Ascites is the build-up of additional fluid in the abdomen, otherwise called the
peritoneal cavity. In mild cases, this extra fluid may not be easily observed, but in
more serious cases, the abdomen protrudes greatly, thus coming up easily in the
diagnosis of ascites.
Ascites is most often caused by cirrhosis of the liver, generally related to
alcoholism. The "beer belly" referred to by many may actually be ascites. Heart
failure can lead to accumulation of fluid in the abdomen as well as in the ankles,
wrists, feet and hands. Tuberculosis, pancreatitis and cancer of the abdomen can
also produce ascites.
The greater the accumulation of fluid, the greater pressure on the diaphragm,
which can cause shortness of breath. Most other symptoms associated with ascites
relate directly to its underlying causes. For example, a person with ascites who
also has persistent coughing and fever may be evaluated for tuberculosis. Yellow
discoloration of the skin and mucus membranes, or jaundice, indicates liver
dysfunction as the cause of ascites.
Diagnosis includes determining the presence and the cause of ascites. Physicians
usually order several blood tests, among them a complete blood count, which can
accurately gauge factors like liver function and blood-clotting ability. Most
commonly, physicians perform a paracentesis, in which a small amount of ascitic
fluid is removed via needle from the abdomen. Evaluation of this fluid can point to
specific causes of ascites.
Fluid from ascites is analyzed to evaluate serum-ascites albumen gradient (SAAG).

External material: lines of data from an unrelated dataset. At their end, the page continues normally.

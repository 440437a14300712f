//! Timer scheduling for the execution simulator.
//!
//! A `Scheduler` hands out periodic and one-shot timers. Every timer is
//! represented by a `TimerHandle`; cancelling or dropping the handle stops the
//! timer. Firings are delivered as `TimerFired` values, never as callbacks into
//! the simulator, so all state changes happen on the thread that owns it.
//!
//! - `TokioScheduler`: production, one tokio task per timer
//! - `ManualScheduler`: virtual clock advanced explicitly by the caller

use std::sync::{Arc, Mutex, RwLock};
use std::time::Duration;

use tokio::sync::mpsc;

/// Which of the simulator's timers fired
#[derive(Debug, Clone, Copy, PartialEq, Eq, Hash)]
pub enum TimerKind {
    Line,
    Byte,
    Deadline,
}

/// A timer firing, tagged with the cycle generation it was scheduled for
#[derive(Debug, Clone, Copy, PartialEq, Eq)]
pub struct TimerFired {
    pub kind: TimerKind,
    pub generation: u64,
}

/// Cancellation token for a scheduled timer. Cancels on drop.
pub struct TimerHandle {
    kind: TimerKind,
    cancel: Option<Box<dyn FnOnce() + Send>>,
}

impl TimerHandle {
    pub fn new(kind: TimerKind, cancel: impl FnOnce() + Send + 'static) -> Self {
        TimerHandle {
            kind,
            cancel: Some(Box::new(cancel)),
        }
    }

    pub fn kind(&self) -> TimerKind {
        self.kind
    }

    pub fn cancel(mut self) {
        self.cancel_now();
    }

    fn cancel_now(&mut self) {
        if let Some(cancel) = self.cancel.take() {
            cancel();
        }
    }
}

impl Drop for TimerHandle {
    fn drop(&mut self) {
        self.cancel_now();
    }
}

impl std::fmt::Debug for TimerHandle {
    fn fmt(&self, f: &mut std::fmt::Formatter<'_>) -> std::fmt::Result {
        f.debug_struct("TimerHandle")
            .field("kind", &self.kind)
            .field("armed", &self.cancel.is_some())
            .finish()
    }
}

/// Interval and timeout primitives
pub trait Scheduler: Send {
    /// Fire `kind` every `period`, first firing one period from now.
    fn every(&mut self, period: Duration, kind: TimerKind, generation: u64) -> TimerHandle;

    /// Fire `kind` once after `delay`.
    fn after(&mut self, delay: Duration, kind: TimerKind, generation: u64) -> TimerHandle;
}

// ============================================================================
// TOKIO SCHEDULER
// ============================================================================

/// Runs each timer as a tokio task and forwards firings over an mpsc channel.
///
/// The receiving end is drained by the UI loop. When an egui context is
/// attached, every firing also requests a repaint so the frame loop wakes up.
pub struct TokioScheduler {
    runtime: tokio::runtime::Handle,
    tx: mpsc::UnboundedSender<TimerFired>,
    ui_context: Arc<RwLock<Option<egui::Context>>>,
}

impl TokioScheduler {
    /// Create a scheduler bound to the current tokio runtime.
    ///
    /// Must be called from within a runtime context.
    pub fn new() -> (Self, mpsc::UnboundedReceiver<TimerFired>) {
        Self::with_handle(tokio::runtime::Handle::current())
    }

    pub fn with_handle(runtime: tokio::runtime::Handle) -> (Self, mpsc::UnboundedReceiver<TimerFired>) {
        let (tx, rx) = mpsc::unbounded_channel();
        let scheduler = TokioScheduler {
            runtime,
            tx,
            ui_context: Arc::new(RwLock::new(None)),
        };
        (scheduler, rx)
    }

    /// Shared slot for the egui context used to request repaints
    pub fn ui_context_slot(&self) -> Arc<RwLock<Option<egui::Context>>> {
        Arc::clone(&self.ui_context)
    }

    fn deliver(
        tx: &mpsc::UnboundedSender<TimerFired>,
        ui_context: &RwLock<Option<egui::Context>>,
        fired: TimerFired,
    ) -> bool {
        if tx.send(fired).is_err() {
            return false;
        }
        if let Ok(guard) = ui_context.read() {
            if let Some(ctx) = guard.as_ref() {
                ctx.request_repaint();
            }
        }
        true
    }
}

impl Scheduler for TokioScheduler {
    fn every(&mut self, period: Duration, kind: TimerKind, generation: u64) -> TimerHandle {
        // Anchor the first tick to scheduling time, not to when the task first runs.
        let start = tokio::time::Instant::now() + period;
        let tx = self.tx.clone();
        let ui_context = Arc::clone(&self.ui_context);
        let task = self.runtime.spawn(async move {
            let mut ticker = tokio::time::interval_at(start, period);
            ticker.set_missed_tick_behavior(tokio::time::MissedTickBehavior::Delay);
            loop {
                ticker.tick().await;
                if !Self::deliver(&tx, &ui_context, TimerFired { kind, generation }) {
                    break;
                }
            }
        });
        TimerHandle::new(kind, move || task.abort())
    }

    fn after(&mut self, delay: Duration, kind: TimerKind, generation: u64) -> TimerHandle {
        let deadline = tokio::time::Instant::now() + delay;
        let tx = self.tx.clone();
        let ui_context = Arc::clone(&self.ui_context);
        let task = self.runtime.spawn(async move {
            tokio::time::sleep_until(deadline).await;
            Self::deliver(&tx, &ui_context, TimerFired { kind, generation });
        });
        TimerHandle::new(kind, move || task.abort())
    }
}

// ============================================================================
// MANUAL SCHEDULER
// ============================================================================

#[derive(Debug)]
struct ManualTimer {
    id: u64,
    kind: TimerKind,
    generation: u64,
    due: Duration,
    period: Option<Duration>,
}

#[derive(Debug, Default)]
struct ManualClock {
    now: Duration,
    next_id: u64,
    timers: Vec<ManualTimer>,
}

impl ManualClock {
    fn register(&mut self, kind: TimerKind, generation: u64, delay: Duration, period: Option<Duration>) -> u64 {
        let id = self.next_id;
        self.next_id += 1;
        self.timers.push(ManualTimer {
            id,
            kind,
            generation,
            due: self.now + delay,
            period,
        });
        id
    }

    /// Pop the earliest timer due at or before `until`; ties go to the older timer.
    fn pop_due(&mut self, until: Duration) -> Option<TimerFired> {
        let idx = self
            .timers
            .iter()
            .enumerate()
            .filter(|(_, t)| t.due <= until)
            .min_by_key(|(_, t)| (t.due, t.id))
            .map(|(i, _)| i)?;

        let timer = &mut self.timers[idx];
        self.now = timer.due;
        let fired = TimerFired {
            kind: timer.kind,
            generation: timer.generation,
        };
        match timer.period {
            Some(period) => timer.due += period,
            None => {
                self.timers.remove(idx);
            }
        }
        Some(fired)
    }
}

/// Deterministic scheduler driven by an explicit virtual clock.
///
/// Clones share the same clock, so a test can keep one handle while the
/// simulator owns another.
#[derive(Debug, Clone, Default)]
pub struct ManualScheduler {
    clock: Arc<Mutex<ManualClock>>,
}

impl ManualScheduler {
    pub fn new() -> Self {
        Self::default()
    }

    /// Virtual time elapsed since creation
    pub fn now(&self) -> Duration {
        self.clock.lock().map(|c| c.now).unwrap_or_default()
    }

    /// Number of timers still armed
    pub fn pending(&self) -> usize {
        self.clock.lock().map(|c| c.timers.len()).unwrap_or_default()
    }

    /// Move the clock forward by `by`, invoking `on_fire` for each firing in order.
    ///
    /// The clock lock is released before each callback, so `on_fire` may cancel
    /// or schedule timers.
    pub fn advance(&self, by: Duration, mut on_fire: impl FnMut(TimerFired)) {
        let target = self.now() + by;
        loop {
            let next = match self.clock.lock() {
                Ok(mut clock) => clock.pop_due(target),
                Err(_) => None,
            };
            match next {
                Some(fired) => on_fire(fired),
                None => break,
            }
        }
        if let Ok(mut clock) = self.clock.lock() {
            clock.now = target;
        }
    }

    fn schedule(&self, kind: TimerKind, generation: u64, delay: Duration, period: Option<Duration>) -> TimerHandle {
        let id = match self.clock.lock() {
            Ok(mut clock) => clock.register(kind, generation, delay, period),
            Err(_) => return TimerHandle::new(kind, || {}),
        };
        let clock = Arc::clone(&self.clock);
        TimerHandle::new(kind, move || {
            if let Ok(mut clock) = clock.lock() {
                clock.timers.retain(|t| t.id != id);
            }
        })
    }
}

impl Scheduler for ManualScheduler {
    fn every(&mut self, period: Duration, kind: TimerKind, generation: u64) -> TimerHandle {
        self.schedule(kind, generation, period, Some(period))
    }

    fn after(&mut self, delay: Duration, kind: TimerKind, generation: u64) -> TimerHandle {
        self.schedule(kind, generation, delay, None)
    }
}
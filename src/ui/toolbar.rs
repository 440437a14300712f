//! Toolbar: ANALYZE/STOP, RESET, SEARCH, DUMP RESUME and the decorative status readouts.

use eframe::egui;
use egui::{Color32, RichText};

use crate::ui::app::UIState;
use crate::ui::controller::AppController;
use crate::ui::palette;

const REPOSITORY_URL: &str = "https://github.com/nipv20s/template-debugger-style-portfolio";

fn tool_button(label: &str, fill: Color32) -> egui::Button<'static> {
    egui::Button::new(RichText::new(label.to_string()).monospace().small().color(Color32::WHITE)).fill(fill)
}

/// Render the toolbar row
pub fn render_toolbar(ui: &mut egui::Ui, ui_state: &mut UIState, controller: &mut AppController) {
    ui.horizontal(|ui| {
        // Execution controls
        let running = controller.is_analyzing();
        let (label, fill) = if running {
            ("■ STOP", palette::ERROR)
        } else {
            ("▶ ANALYZE", palette::SUCCESS)
        };
        if ui.add(tool_button(label, fill)).clicked() {
            if controller.selected_project().is_none() && !running {
                ui_state.info_message = Some("Select a memory region to analyze first".to_string());
            } else {
                controller.toggle_analysis();
            }
            ui_state.needs_repaint = true;
        }

        if ui
            .add(tool_button("⟲ RESET", palette::BORDER))
            .on_hover_text("Stop analysis and clear the selection")
            .clicked()
        {
            controller.reset();
            ui_state.search_query.clear();
            ui_state.needs_repaint = true;
        }

        ui.separator();

        // Search filters the memory map as the user types
        ui.label(RichText::new("🔍").color(palette::MUTED));
        let search = ui.add(
            egui::TextEdit::singleline(&mut ui_state.search_query)
                .hint_text("SEARCH")
                .font(egui::TextStyle::Monospace)
                .desired_width(160.0),
        );
        if search.changed() {
            log::debug!("[UI] [SEARCH] Filter: '{}'", ui_state.search_query);
        }
        if !ui_state.search_query.is_empty() && ui.small_button("✕").clicked() {
            ui_state.search_query.clear();
        }

        if ui
            .add(tool_button("⬇ DUMP RESUME", palette::ACCENT))
            .on_hover_text(controller.default_dump_path().display().to_string())
            .clicked()
        {
            let target = controller.settings().export_target();
            ui_state.report(controller.export_dump(&target).map(|path| format!("Resume dumped to {}", path.display())));
        }

        if ui.small_button("…").on_hover_text("Save resume dump as...").clicked() {
            if let Some(path) = rfd::FileDialog::new()
                .set_file_name(crate::export::DUMP_FILE_NAME)
                .add_filter("JSON", &["json"])
                .save_file()
            {
                ui_state.report(controller.export_dump(&path).map(|path| format!("Resume dumped to {}", path.display())));
            }
        }

        ui.with_layout(egui::Layout::right_to_left(egui::Align::Center), |ui| {
            ui.hyperlink_to(RichText::new("⑂ FORK").monospace().small(), REPOSITORY_URL);

            if ui
                .selectable_label(ui_state.settings_ui_state.open, RichText::new("⚙").monospace())
                .on_hover_text("Settings")
                .clicked()
            {
                ui_state.settings_ui_state.open = !ui_state.settings_ui_state.open;
            }

            ui.separator();
            for readout in ["PID: 1337", "MEM: 8.2GB", "CPU: 2.4GHz"] {
                ui.label(RichText::new(readout).monospace().small().color(palette::MUTED));
            }
        });
    });
}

This gradient can either be low or high, and helps to determine the underlying
cause of ascites. In general, high SAAG indicates liver dysfunction or heart failure.
Low SAAG suggests cancer or tuberculosis.
When patients present with severe ascites, physicians use paracentesis
to slowly extract excess fluid from the abdominal cavity. For mild ascites,
patients are often put on a low sodium diet and prescribed diuretics like
furosemide, brand name Lasix.
While the patient undergoes treatment to reduce or slow the build-up of
fluid, finding and treating the cause, when possible, is ultimately the best
way to reduce ascites. Medical or surgical treatment of underlying heart
failure will slowly reduce building fluid when heart failure is causing
ascites. Antibiotics are given to treat tuberculosis. Anti-viral medications
can help resolve some forms of hepatitis.
For ascites caused by severe cirrhosis of the liver, the only appropriate
treatment may be liver transplant. Obtaining a liver transplant can be
difficult for patients who have cirrhosis due to ongoing alcoholism. Unless
a patient can successfully stop drinking, transplant units are reluctant to
list him or her, because cirrhosis will recur if alcoholic behavior
continues.
In general, when the underlying cause of ascites can be determined and
treated, outlook is good, and careful monitoring can prevent recurrence.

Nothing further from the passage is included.